| Task prompt |
In the entries that follow, find the line containing "Linear output layer.", then output exactly every line from the first through that one.

| Data provided |
·····
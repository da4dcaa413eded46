//! Standard scaler and one-hidden-layer ReLU network over ocean conditions.
#![forbid(unsafe_code)]

use camino::Utf8Path;
use serde::{Deserialize, Serialize};

use crate::ModelError;

/// Number of model inputs: temperature, salinity, chlorophyll.
pub const FEATURE_COUNT: usize = 3;

/// Per-feature standardisation `(x - mean) / scale`.
#[derive(Debug, Clone, PartialEq, Serialize, Deserialize)]
pub struct StandardScaler {
    /// Feature means.
    pub mean: Vec<f64>,
    /// Feature standard deviations. Zero entries leave the centred value
    /// unscaled.
    pub scale: Vec<f64>,
}

/// Fully connected layer with one weight row per unit.
#[derive(Debug, Clone, PartialEq, Serialize, Deserialize)]
pub struct DenseLayer {
    /// `weights[unit][input]`.
    pub weights: Vec<Vec<f64>>,
    /// One bias per unit.
    pub bias: Vec<f64>,
}

/// Single-unit output layer.
#[derive(Debug, Clone, PartialEq, Serialize, Deserialize)]
pub struct OutputLayer {
    /// One weight per hidden unit.
    pub weights: Vec<f64>,
    /// Output bias.
    pub bias: f64,
}

/// Trained conditions model.
///
/// The output is a raw scalar; callers calibrate it with
/// [`nelaya_core::to_prob`].
///
/// # Examples
///
/// ```
/// use nelaya_scorer::ConditionsModel;
///
/// let model: ConditionsModel = serde_json::from_str(r#"{
///     "scaler": {"mean": [28.0, 33.0, 0.2], "scale": [1.0, 1.0, 0.1]},
///     "hidden": {"weights": [[1.0, 0.0, 0.0]], "bias": [0.0]},
///     "output": {"weights": [2.0], "bias": -1.0}
/// }"#).expect("valid model");
/// model.validate().expect("consistent shapes");
/// assert_eq!(model.predict([29.0, 33.0, 0.2]), 1.0);
/// ```
#[derive(Debug, Clone, PartialEq, Serialize, Deserialize)]
pub struct ConditionsModel {
    /// Input standardisation.
    pub scaler: StandardScaler,
    /// Hidden ReLU layer.
    pub hidden: DenseLayer,
    /// Linear output layer.
    pub output: OutputLayer,
}

impl ConditionsModel {
    /// Read, parse and validate a model artefact.
    ///
    /// # Errors
    /// Returns [`ModelError`] when the file cannot be read, is not a model
    /// document, or has inconsistent shapes.
    pub fn from_path(path: &Utf8Path) -> Result<Self, ModelError> {
        let text = nelaya_fs::read_to_string(path).map_err(|source| ModelError::Read {
            path: path.to_path_buf(),
            source,
        })?;
        let model: Self = serde_json::from_str(&text).map_err(|source| ModelError::Parse {
            path: path.to_path_buf(),
            source,
        })?;
        model.validate()?;
        Ok(model)
    }

    /// Check that every component has matching dimensions and finite values.
    ///
    /// # Errors
    /// Returns [`ModelError::Shape`], [`ModelError::EmptyHiddenLayer`] or
    /// [`ModelError::NonFinite`] describing the first problem found.
    pub fn validate(&self) -> Result<(), ModelError> {
        expect_len("scaler.mean", &self.scaler.mean, FEATURE_COUNT)?;
        expect_len("scaler.scale", &self.scaler.scale, FEATURE_COUNT)?;
        let units = self.hidden.weights.len();
        if units == 0 {
            return Err(ModelError::EmptyHiddenLayer);
        }
        expect_len("hidden.bias", &self.hidden.bias, units)?;
        for row in &self.hidden.weights {
            expect_len("hidden.weights row", row, FEATURE_COUNT)?;
        }
        expect_len("output.weights", &self.output.weights, units)?;
        if !self.output.bias.is_finite() {
            return Err(ModelError::NonFinite {
                component: "output.bias",
            });
        }
        Ok(())
    }

    /// Evaluate the network on raw, unscaled features.
    #[must_use]
    #[expect(
        clippy::float_arithmetic,
        reason = "network evaluation is dot products and ReLU"
    )]
    pub fn predict(&self, features: [f64; FEATURE_COUNT]) -> f64 {
        let scaled = self.scaler.transform(features);
        let hidden = self
            .hidden
            .weights
            .iter()
            .zip(&self.hidden.bias)
            .map(|(row, bias)| (dot(row, &scaled) + bias).max(0.0));
        hidden
            .zip(&self.output.weights)
            .map(|(activation, weight)| activation * weight)
            .sum::<f64>()
            + self.output.bias
    }
}

impl StandardScaler {
    /// Standardise `features`.
    #[must_use]
    #[expect(clippy::float_arithmetic, reason = "standardisation is affine")]
    pub fn transform(&self, features: [f64; FEATURE_COUNT]) -> [f64; FEATURE_COUNT] {
        let mut scaled = features;
        for ((value, mean), scale) in scaled.iter_mut().zip(&self.mean).zip(&self.scale) {
            let divisor = if *scale == 0.0 { 1.0 } else { *scale };
            *value = (*value - mean) / divisor;
        }
        scaled
    }
}

#[expect(clippy::float_arithmetic, reason = "dot product")]
fn dot(weights: &[f64], inputs: &[f64]) -> f64 {
    weights.iter().zip(inputs).map(|(w, x)| w * x).sum()
}

fn expect_len(component: &'static str, values: &[f64], expected: usize) -> Result<(), ModelError> {
    if values.len() != expected {
        return Err(ModelError::Shape {
            component,
            expected,
            found: values.len(),
        });
    }
    if values.iter().any(|v| !v.is_finite()) {
        return Err(ModelError::NonFinite { component });
    }
    Ok(())
}
//! Scoring of ocean conditions for the Nelaya engine.
//!
//! The crate provides two complementary capabilities:
//! - **Request-time scoring** through [`ModelScorer`], which loads a
//!   standard scaler and a one-hidden-layer ReLU network from a JSON
//!   artefact and implements the
//!   [`ScoringService`](nelaya_core::ScoringService) trait.
//! - **Daily snapshot building** through [`build_snapshot`], which scores
//!   decoded grid cells and produces the GeoJSON collection the
//!   recommendation engine reads.
//!
//! Neither path retrains the model or spawns background work.
//!
//! # Examples
//!
//! ```no_run
//! use camino::Utf8Path;
//! use nelaya_core::{Conditions, score_conditions};
//! use nelaya_scorer::ModelScorer;
//!
//! let scorer = ModelScorer::load(Utf8Path::new("models/fgi_model.json"));
//! let score = score_conditions(&scorer, &Conditions::new(29.1, 33.4, 0.21));
//! println!("{:?} {:?}", score.probability, score.band);
//! ```

#![forbid(unsafe_code)]

mod error;
mod grid;
mod model;
mod scorer;

pub use error::{BuildError, ModelError};
pub use grid::{
    GridCell, PointGeometry, SNAPSHOT_MODE, SnapshotCollection, SnapshotFeature, SnapshotMeta,
    SnapshotProperties, build_snapshot, build_snapshot_at, round_score,
};
pub use model::{ConditionsModel, DenseLayer, FEATURE_COUNT, OutputLayer, StandardScaler};
pub use scorer::ModelScorer;
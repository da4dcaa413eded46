//! Errors surfaced by the recommendation engine and their user-facing form.

use serde::{Deserialize, Serialize};
use thiserror::Error;

use crate::{CatalogError, InvalidDate, RequestValidationError, ScoringError, SnapshotError};

/// Machine-readable category of a failure.
#[derive(Debug, Clone, Copy, PartialEq, Eq, Hash, Serialize, Deserialize)]
#[serde(rename_all = "snake_case")]
pub enum ErrorKind {
    /// A date string was not `YYYY-MM-DD`.
    InvalidDate,
    /// The request failed validation.
    InvalidRequest,
    /// No snapshot exists within the look-back window.
    SnapshotNotFound,
    /// A snapshot exists but could not be parsed.
    CatalogUnreadable,
    /// The scoring collaborator could not produce a score.
    ModelUnavailable,
}

impl ErrorKind {
    /// Return the kind as a `snake_case` `&str`.
    pub const fn as_str(self) -> &'static str {
        match self {
            Self::InvalidDate => "invalid_date",
            Self::InvalidRequest => "invalid_request",
            Self::SnapshotNotFound => "snapshot_not_found",
            Self::CatalogUnreadable => "catalog_unreadable",
            Self::ModelUnavailable => "model_unavailable",
        }
    }

    /// HTTP status a request boundary should report for this kind.
    pub const fn http_status(self) -> u16 {
        match self {
            Self::InvalidDate | Self::InvalidRequest => 422,
            Self::SnapshotNotFound => 404,
            Self::CatalogUnreadable => 500,
            Self::ModelUnavailable => 503,
        }
    }
}

impl std::fmt::Display for ErrorKind {
    fn fmt(&self, f: &mut std::fmt::Formatter<'_>) -> std::fmt::Result {
        f.write_str(self.as_str())
    }
}

/// Serialisable error payload returned to callers.
#[derive(Debug, Clone, PartialEq, Eq, Serialize, Deserialize)]
pub struct ErrorBody {
    /// Failure category.
    pub kind: ErrorKind,
    /// Human-readable explanation.
    pub message: String,
}

/// Errors returned by [`crate::Recommender::recommend`].
///
/// An empty candidate set is not an error; it yields a result with
/// `ok == false`.
#[derive(Debug, Error)]
pub enum RecommendError {
    /// The request date could not be parsed.
    #[error(transparent)]
    InvalidDate(#[from] InvalidDate),
    /// The request failed validation.
    #[error("invalid request: {0}")]
    InvalidRequest(#[from] RequestValidationError),
    /// No snapshot could be resolved.
    #[error(transparent)]
    SnapshotNotFound(#[from] SnapshotError),
    /// The resolved snapshot could not be read or parsed.
    #[error("{0}")]
    CatalogUnreadable(#[from] CatalogError),
}

impl RecommendError {
    /// Category of this error.
    pub const fn kind(&self) -> ErrorKind {
        match self {
            Self::InvalidDate(_) => ErrorKind::InvalidDate,
            Self::InvalidRequest(_) => ErrorKind::InvalidRequest,
            Self::SnapshotNotFound(_) => ErrorKind::SnapshotNotFound,
            Self::CatalogUnreadable(_) => ErrorKind::CatalogUnreadable,
        }
    }

    /// User-facing payload for this error.
    pub fn to_body(&self) -> ErrorBody {
        ErrorBody {
            kind: self.kind(),
            message: self.to_string(),
        }
    }
}

impl ScoringError {
    /// Category of this error.
    pub const fn kind(&self) -> ErrorKind {
        match self {
            Self::InvalidConditions { .. } => ErrorKind::InvalidRequest,
            Self::Unavailable | Self::NonFiniteOutput => ErrorKind::ModelUnavailable,
        }
    }

    /// User-facing payload for this error.
    pub fn to_body(&self) -> ErrorBody {
        ErrorBody {
            kind: self.kind(),
            message: self.to_string(),
        }
    }
}
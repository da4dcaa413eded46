//! Property-based tests for the recommendation pipeline.
//!
//! # Invariants tested
//!
//! - **Filtering:** every candidate meets the score floor and the radius.
//! - **Quality order:** FGI never increases; equal FGI puts cheaper first.
//! - **Separation:** deduplicated rankings are pairwise far enough apart.
//! - **Calibration:** probabilities always land in `0.0..=1.0`.
//! - **Distance:** haversine is symmetric and non-negative.

use chrono::NaiveDate;
use geo::Coord;
use proptest::prelude::*;
use nelaya_core::{
    Boat, Constraints, Mode, Origin, Spot, deduplicate, distance_km, filter_candidates,
    rank_by_cost, rank_by_quality, to_band, to_prob,
};

fn origin() -> Origin {
    Origin::new(5.5, 95.2)
}

fn boat() -> Boat {
    Boat {
        speed_kmh: 20.0,
        burn_lph: 10.0,
        fuel_price: 10_000.0,
    }
}

fn spot_strategy() -> impl Strategy<Value = Spot> {
    // FGI is drawn from a coarse grid so ties occur regularly.
    (4.5_f64..6.5, 94.2_f64..96.2, 0_u8..=20).prop_map(|(lat, lon, step)| {
        let date = NaiveDate::from_ymd_opt(2025, 3, 1).expect("valid date");
        Spot::new(lat, lon, f64::from(step) / 20.0, date)
    })
}

fn spots_strategy(max: usize) -> impl Strategy<Value = Vec<Spot>> {
    prop::collection::vec(spot_strategy(), 0..max)
}

fn constraints_strategy() -> impl Strategy<Value = Constraints> {
    (10.0_f64..200.0, 0.0_f64..0.9, 1_u16..=50, 0.0_f64..30.0).prop_map(
        |(max_radius_km, fgi_min, top_n, min_separation_km)| Constraints {
            max_radius_km,
            fgi_min,
            top_n,
            min_separation_km,
            budget_rp: None,
        },
    )
}

proptest! {
    #![proptest_config(ProptestConfig::with_cases(100))]

    #[test]
    fn candidates_meet_constraints(
        spots in spots_strategy(60),
        constraints in constraints_strategy(),
    ) {
        let origin = origin();
        let kept = filter_candidates(spots, &origin, &boat(), &constraints, Mode::Optimal);
        for spot in &kept {
            prop_assert!(spot.fgi >= constraints.fgi_min);
            let distance = spot.distance_km.expect("distance recorded");
            prop_assert!(distance >= 0.0);
            prop_assert!(distance <= constraints.max_radius_km);
            prop_assert!(spot.fuel_cost_rp.is_some());
        }
    }

    #[test]
    fn budget_mode_respects_budget(
        spots in spots_strategy(60),
        budget in 0.0_f64..2_000_000.0,
    ) {
        let constraints = Constraints { budget_rp: Some(budget), ..Constraints::default() };
        let kept = filter_candidates(spots, &origin(), &boat(), &constraints, Mode::Budget);
        for spot in &kept {
            prop_assert!(spot.cost_key() <= budget);
        }
    }

    #[test]
    fn quality_ranking_is_ordered(spots in spots_strategy(60)) {
        let origin = origin();
        let candidates = filter_candidates(
            spots, &origin, &boat(), &Constraints::default(), Mode::Optimal,
        );
        let ranked = rank_by_quality(&candidates);
        prop_assert_eq!(ranked.len(), candidates.len());
        for pair in ranked.windows(2) {
            let (a, b) = (&pair[0], &pair[1]);
            prop_assert!(a.fgi >= b.fgi);
            if a.fgi == b.fgi {
                prop_assert!(a.cost_key() <= b.cost_key());
            }
        }
    }

    #[test]
    fn cost_ranking_is_ordered(spots in spots_strategy(60)) {
        let candidates = filter_candidates(
            spots, &origin(), &boat(), &Constraints::default(), Mode::Optimal,
        );
        let ranked = rank_by_cost(&candidates);
        for pair in ranked.windows(2) {
            let (a, b) = (&pair[0], &pair[1]);
            prop_assert!(a.cost_key() <= b.cost_key());
            if a.cost_key() == b.cost_key() {
                prop_assert!(a.fgi >= b.fgi);
            }
        }
    }

    #[test]
    fn deduplicated_spots_are_separated(
        spots in spots_strategy(60),
        min_separation_km in 0.1_f64..50.0,
        limit in 1_usize..=50,
    ) {
        let ranked = rank_by_quality(&spots);
        let kept = deduplicate(&ranked, min_separation_km, limit);
        prop_assert!(kept.len() <= limit);
        for (i, a) in kept.iter().enumerate() {
            for b in kept.iter().skip(i + 1) {
                prop_assert!(distance_km(a.location(), b.location()) >= min_separation_km);
            }
        }
        if let Some(first) = ranked.first() {
            prop_assert_eq!(kept.first(), Some(first));
        }
    }

    #[test]
    fn probabilities_stay_in_unit_interval(raw in -1.0e6_f64..1.0e6) {
        let probability = to_prob(raw);
        prop_assert!((0.0..=1.0).contains(&probability));
        let _ = to_band(probability);
    }

    #[test]
    fn distance_is_symmetric(
        lat_a in -90.0_f64..=90.0, lon_a in -180.0_f64..=180.0,
        lat_b in -90.0_f64..=90.0, lon_b in -180.0_f64..=180.0,
    ) {
        let a = Coord { x: lon_a, y: lat_a };
        let b = Coord { x: lon_b, y: lat_b };
        let forward = distance_km(a, b);
        prop_assert!(forward >= 0.0);
        prop_assert!((forward - distance_km(b, a)).abs() < 1e-9);
        prop_assert_eq!(distance_km(a, a), 0.0);
    }
}
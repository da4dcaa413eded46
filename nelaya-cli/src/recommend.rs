//! Recommend command implementation for the Nelaya CLI.

use std::io::Write;

use camino::Utf8PathBuf;
use chrono::{DateTime, Utc};
use clap::Parser;
use nelaya_core::snapshot::DEFAULT_MAX_BACK_DAYS;
use nelaya_core::{RecommendRequest, Recommender, RecommenderConfig};
use nelaya_data::{DEFAULT_SNAPSHOT_DIR, FsSnapshotStore};
use ortho_config::{OrthoConfig, SubcmdConfigMerge};
use serde::{Deserialize, Serialize};

use crate::input::{load_json, require_existing};
use crate::{ARG_MAX_BACK_DAYS, ARG_REQUEST, ARG_SNAPSHOT_DIR, CliError, ENV_RECOMMEND_REQUEST};
use crate::{Outcome, write_json};

/// CLI arguments for the `recommend` subcommand.
#[derive(Debug, Clone, Parser, Deserialize, Serialize, OrthoConfig, Default)]
#[command(
    long_about = "Recommend fishing grounds for one vessel and origin. The \
                 request is a JSON document with date, mode, origin, boat and \
                 constraints; the newest snapshot within the look-back window \
                 is used.",
    about = "Recommend fishing grounds for a request"
)]
#[ortho_config(prefix = "NELAYA")]
pub(crate) struct RecommendArgs {
    /// Path to a JSON file containing a recommendation request.
    #[arg(value_name = "path")]
    #[serde(default)]
    pub(crate) request_path: Option<Utf8PathBuf>,
    /// Root of the daily snapshot tree.
    #[arg(long = ARG_SNAPSHOT_DIR, value_name = "dir")]
    #[serde(default)]
    pub(crate) snapshot_dir: Option<Utf8PathBuf>,
    /// How many days before the requested date to search for a snapshot.
    #[arg(long = ARG_MAX_BACK_DAYS, value_name = "days")]
    #[serde(default)]
    pub(crate) max_back_days: Option<u16>,
}

impl RecommendArgs {
    pub(crate) fn into_config(self) -> Result<RecommendConfig, CliError> {
        let merged = self.load_and_merge().map_err(CliError::Configuration)?;
        RecommendConfig::try_from(merged)
    }
}

/// Resolved `recommend` command configuration.
#[derive(Debug, Clone, PartialEq, Eq)]
pub(crate) struct RecommendConfig {
    pub(crate) request_path: Utf8PathBuf,
    pub(crate) snapshot_dir: Utf8PathBuf,
    pub(crate) max_back_days: u16,
}

impl TryFrom<RecommendArgs> for RecommendConfig {
    type Error = CliError;

    fn try_from(args: RecommendArgs) -> Result<Self, Self::Error> {
        let request_path = args.request_path.ok_or(CliError::MissingPositional {
            field: ARG_REQUEST,
            env: ENV_RECOMMEND_REQUEST,
        })?;
        Ok(Self {
            request_path,
            snapshot_dir: args
                .snapshot_dir
                .unwrap_or_else(|| Utf8PathBuf::from(DEFAULT_SNAPSHOT_DIR)),
            max_back_days: args.max_back_days.unwrap_or(DEFAULT_MAX_BACK_DAYS),
        })
    }
}

pub(crate) fn run_recommend(args: RecommendArgs) -> Result<Outcome, CliError> {
    let mut stdout = std::io::stdout().lock();
    run_recommend_with(args, Utc::now(), &mut stdout)
}

pub(crate) fn run_recommend_with(
    args: RecommendArgs,
    now: DateTime<Utc>,
    writer: &mut dyn Write,
) -> Result<Outcome, CliError> {
    let config = args.into_config()?;
    execute_recommend(&config, now, writer)
}

pub(crate) fn execute_recommend(
    config: &RecommendConfig,
    now: DateTime<Utc>,
    writer: &mut dyn Write,
) -> Result<Outcome, CliError> {
    require_existing(&config.request_path, ARG_REQUEST)?;
    let request: RecommendRequest = load_json(&config.request_path, ARG_REQUEST)?;
    let recommender = Recommender::with_config(
        FsSnapshotStore::new(config.snapshot_dir.clone()),
        RecommenderConfig {
            max_back_days: config.max_back_days,
        },
    );
    match recommender.recommend_at(&request, now) {
        Ok(result) => {
            write_json(writer, &result)?;
            Ok(Outcome::Completed)
        }
        Err(err) => {
            write_json(writer, &err.to_body())?;
            Ok(Outcome::Rejected)
        }
    }
}

#[cfg(test)]
pub(crate) fn config_from_layers_for_test(
    layers: Vec<ortho_config::MergeLayer<'static>>,
) -> Result<RecommendConfig, CliError> {
    let merged = RecommendArgs::merge_from_layers(layers).map_err(CliError::from)?;
    RecommendConfig::try_from(merged)
}
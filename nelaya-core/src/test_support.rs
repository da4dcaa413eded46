//! In-memory collaborators used by unit, behaviour and doc tests.

use std::collections::HashMap;

use camino::{Utf8Path, Utf8PathBuf};
use chrono::NaiveDate;

use crate::snapshot::{SnapshotReference, SnapshotStore, snapshot_relative_path};
use crate::{Conditions, ScoringError, ScoringService, ScoringStatus};

/// `SnapshotStore` holding snapshot text in memory, keyed by the
/// date-derived relative path.
#[derive(Debug, Clone, Default)]
pub struct MemorySnapshotStore {
    snapshots: HashMap<Utf8PathBuf, String>,
}

impl MemorySnapshotStore {
    /// Create an empty store.
    pub fn new() -> Self {
        Self::default()
    }

    /// Add the snapshot for `date`, replacing any existing one.
    #[must_use]
    pub fn with_snapshot(mut self, date: NaiveDate, text: impl Into<String>) -> Self {
        self.insert(date, text);
        self
    }

    /// Add the snapshot for `date` in place.
    pub fn insert(&mut self, date: NaiveDate, text: impl Into<String>) {
        self.snapshots
            .insert(snapshot_relative_path(date), text.into());
    }
}

impl SnapshotStore for MemorySnapshotStore {
    fn snapshot_path(&self, date: NaiveDate) -> Utf8PathBuf {
        snapshot_relative_path(date)
    }

    fn has_snapshot(&self, path: &Utf8Path) -> bool {
        self.snapshots.contains_key(path)
    }

    fn read_snapshot(&self, reference: &SnapshotReference) -> std::io::Result<String> {
        self.snapshots
            .get(&reference.file_path)
            .cloned()
            .ok_or_else(|| std::io::Error::from(std::io::ErrorKind::NotFound))
    }
}

/// `ScoringService` that returns the same raw value for every input.
#[derive(Debug, Clone, Copy, PartialEq)]
pub struct FixedScoringService(pub f64);

impl ScoringService for FixedScoringService {
    fn status(&self) -> ScoringStatus {
        ScoringStatus::Ready
    }

    fn raw_score(&self, _conditions: &Conditions) -> Result<f64, ScoringError> {
        Ok(self.0)
    }
}

/// `ScoringService` whose model never loaded.
#[derive(Debug, Clone, Copy, Default)]
pub struct UnavailableScoringService;

impl ScoringService for UnavailableScoringService {
    fn status(&self) -> ScoringStatus {
        ScoringStatus::Unavailable
    }

    fn raw_score(&self, _conditions: &Conditions) -> Result<f64, ScoringError> {
        Err(ScoringError::Unavailable)
    }
}
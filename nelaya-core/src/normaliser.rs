//! Calibration of raw model outputs into FGI probabilities and bands.
//!
//! Every consumer of a raw score goes through [`to_prob`] and [`to_band`];
//! the band thresholds are `0.50` and `0.75`.

use crate::Band;

/// Probability at or above which a spot is [`Band::High`].
pub const HIGH_THRESHOLD: f64 = 0.75;

/// Probability at or above which a spot is [`Band::Medium`].
pub const MEDIUM_THRESHOLD: f64 = 0.50;

/// Map a raw scalar into a probability in `0.0..=1.0`.
///
/// Values already inside the unit interval are returned unchanged. Anything
/// outside it is treated as a logit and passed through the logistic
/// function. `NaN` maps to `0.0`.
///
/// # Examples
/// ```
/// use nelaya_core::to_prob;
///
/// assert_eq!(to_prob(0.42), 0.42);
/// assert!((to_prob(-2.0) - 0.119_202_922).abs() < 1e-9);
/// ```
pub fn to_prob(raw: f64) -> f64 {
    if raw.is_nan() {
        return 0.0;
    }
    let probability = if (0.0..=1.0).contains(&raw) {
        raw
    } else {
        sigmoid(raw)
    };
    probability.clamp(0.0, 1.0)
}

/// Classify a calibrated probability.
///
/// # Examples
/// ```
/// use nelaya_core::{Band, to_band};
///
/// assert_eq!(to_band(0.8), Band::High);
/// assert_eq!(to_band(0.6), Band::Medium);
/// assert_eq!(to_band(0.1), Band::Low);
/// ```
pub fn to_band(probability: f64) -> Band {
    if probability >= HIGH_THRESHOLD {
        Band::High
    } else if probability >= MEDIUM_THRESHOLD {
        Band::Medium
    } else {
        Band::Low
    }
}

/// Logistic function `1 / (1 + e^-x)`.
pub fn sigmoid(x: f64) -> f64 {
    1.0 / (1.0 + (-x).exp())
}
·····
| Reply to the exercise |
repository da4dcaa413eded46
//! Standard scaler and one-hidden-layer ReLU network over ocean conditions.
#![forbid(unsafe_code)]

use camino::Utf8Path;
use serde::{Deserialize, Serialize};

use crate::ModelError;

/// Number of model inputs: temperature, salinity, chlorophyll.
pub const FEATURE_COUNT: usize = 3;

/// Per-feature standardisation `(x - mean) / scale`.
#[derive(Debug, Clone, PartialEq, Serialize, Deserialize)]
pub struct StandardScaler {
    /// Feature means.
    pub mean: Vec<f64>,
    /// Feature standard deviations. Zero entries leave the centred value
    /// unscaled.
    pub scale: Vec<f64>,
}

/// Fully connected layer with one weight row per unit.
#[derive(Debug, Clone, PartialEq, Serialize, Deserialize)]
pub struct DenseLayer {
    /// `weights[unit][input]`.
    pub weights: Vec<Vec<f64>>,
    /// One bias per unit.
    pub bias: Vec<f64>,
}

/// Single-unit output layer.
#[derive(Debug, Clone, PartialEq, Serialize, Deserialize)]
pub struct OutputLayer {
    /// One weight per hidden unit.
    pub weights: Vec<f64>,
    /// Output bias.
    pub bias: f64,
}

/// Trained conditions model.
///
/// The output is a raw scalar; callers calibrate it with
/// [`nelaya_core::to_prob`].
///
/// # Examples
///
/// ```
/// use nelaya_scorer::ConditionsModel;
///
/// let model: ConditionsModel = serde_json::from_str(r#"{
///     "scaler": {"mean": [28.0, 33.0, 0.2], "scale": [1.0, 1.0, 0.1]},
///     "hidden": {"weights": [[1.0, 0.0, 0.0]], "bias": [0.0]},
///     "output": {"weights": [2.0], "bias": -1.0}
/// }"#).expect("valid model");
/// model.validate().expect("consistent shapes");
/// assert_eq!(model.predict([29.0, 33.0, 0.2]), 1.0);
/// ```
#[derive(Debug, Clone, PartialEq, Serialize, Deserialize)]
pub struct ConditionsModel {
    /// Input standardisation.
    pub scaler: StandardScaler,
    /// Hidden ReLU layer.
    pub hidden: DenseLayer,
    /// Linear output layer.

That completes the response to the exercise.